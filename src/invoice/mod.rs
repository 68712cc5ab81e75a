//! Invoice data file access.
//!
//! The invoice file is a hand-maintained TOML document. Only `invoice_date`
//! is read, and only the `exchange_rate` / `exchange_date` lines are
//! rewritten. Everything else, including comments and formatting, passes
//! through byte for byte.

use chrono::NaiveDate;
use std::fs;
use std::io::ErrorKind;
use std::path::Path;
use tracing::{debug, info};

use crate::error::{InvoiceError, InvoiceResult};
use crate::exchange::RateQuote;
use crate::utils::format_rate;

/// File name used when nothing else is configured.
pub const DEFAULT_INVOICE_FILE: &str = "invoice-data.toml";

/// Trailing comment marking lines written by this tool.
pub const PROVENANCE_TAG: &str = "fetch-exchange-rate.py";

const INVOICE_DATE_KEY: &str = "invoice_date";
const RATE_KEY: &str = "exchange_rate";
const DATE_KEY: &str = "exchange_date";

/// Read the top-level `invoice_date` from the invoice file.
///
/// Accepts both a quoted string and a TOML local date.
pub fn read_invoice_date(path: &Path) -> InvoiceResult<NaiveDate> {
    if !path.exists() {
        return Err(InvoiceError::FileMissing {
            path: path.to_path_buf(),
        });
    }

    debug!("Reading {}", path.display());

    let data = config::Config::builder()
        .add_source(config::File::from(path.to_path_buf()).format(config::FileFormat::Toml))
        .build()
        .map_err(|source| InvoiceError::Parse {
            path: path.to_path_buf(),
            source,
        })?;

    let value = match data.get_string(INVOICE_DATE_KEY) {
        Ok(value) => value,
        Err(config::ConfigError::NotFound(_)) => {
            return Err(InvoiceError::FieldMissing {
                path: path.to_path_buf(),
                field: INVOICE_DATE_KEY,
            })
        }
        Err(source) => {
            return Err(InvoiceError::Parse {
                path: path.to_path_buf(),
                source,
            })
        }
    };

    NaiveDate::parse_from_str(value.trim(), "%Y-%m-%d").map_err(|source| {
        InvoiceError::InvalidDate {
            path: path.to_path_buf(),
            value,
            source,
        }
    })
}

/// Write `quote` into the `exchange_rate` and `exchange_date` lines of the file.
///
/// Both lines must exist; otherwise the file is left untouched.
pub fn update_exchange_fields(path: &Path, quote: &RateQuote) -> InvoiceResult<()> {
    let content = fs::read_to_string(path).map_err(|source| match source.kind() {
        ErrorKind::NotFound => InvoiceError::FileMissing {
            path: path.to_path_buf(),
        },
        _ => InvoiceError::Read {
            path: path.to_path_buf(),
            source,
        },
    })?;

    let missing = |field| InvoiceError::FieldMissing {
        path: path.to_path_buf(),
        field,
    };

    let rate_value = format_rate(quote.rate);
    let date_value = format!("\"{}\"", quote.effective_date.format("%Y-%m-%d"));

    let updated =
        replace_field_line(&content, RATE_KEY, &rate_value).ok_or_else(|| missing(RATE_KEY))?;
    let updated =
        replace_field_line(&updated, DATE_KEY, &date_value).ok_or_else(|| missing(DATE_KEY))?;

    fs::write(path, updated).map_err(|source| InvoiceError::Write {
        path: path.to_path_buf(),
        source,
    })?;

    info!("✓ Updated {}", path.display());
    Ok(())
}

/// Replace the first line starting with `{key} = ` by `{key} = {value}  # {tag}`.
///
/// The replaced line keeps its original line terminator. Returns `None` when
/// no line matches.
pub fn replace_field_line(content: &str, key: &str, value: &str) -> Option<String> {
    let prefix = format!("{key} = ");
    let mut offset = 0;

    for line in content.split_inclusive('\n') {
        let body = line.trim_end_matches(|c: char| c == '\n' || c == '\r');

        if body.starts_with(&prefix) {
            let ending = &line[body.len()..];
            let rest = &content[offset + line.len()..];

            let mut out = String::with_capacity(content.len() + value.len() + PROVENANCE_TAG.len());
            out.push_str(&content[..offset]);
            out.push_str(&format!("{prefix}{value}  # {PROVENANCE_TAG}"));
            out.push_str(ending);
            out.push_str(rest);
            return Some(out);
        }

        offset += line.len();
    }

    None
}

*-*-*

Task goal:
Copy out each line of the material in which the word "ending" turns up.

Solution to this problem:
            let ending = &line[body.len()..];
            out.push_str(ending);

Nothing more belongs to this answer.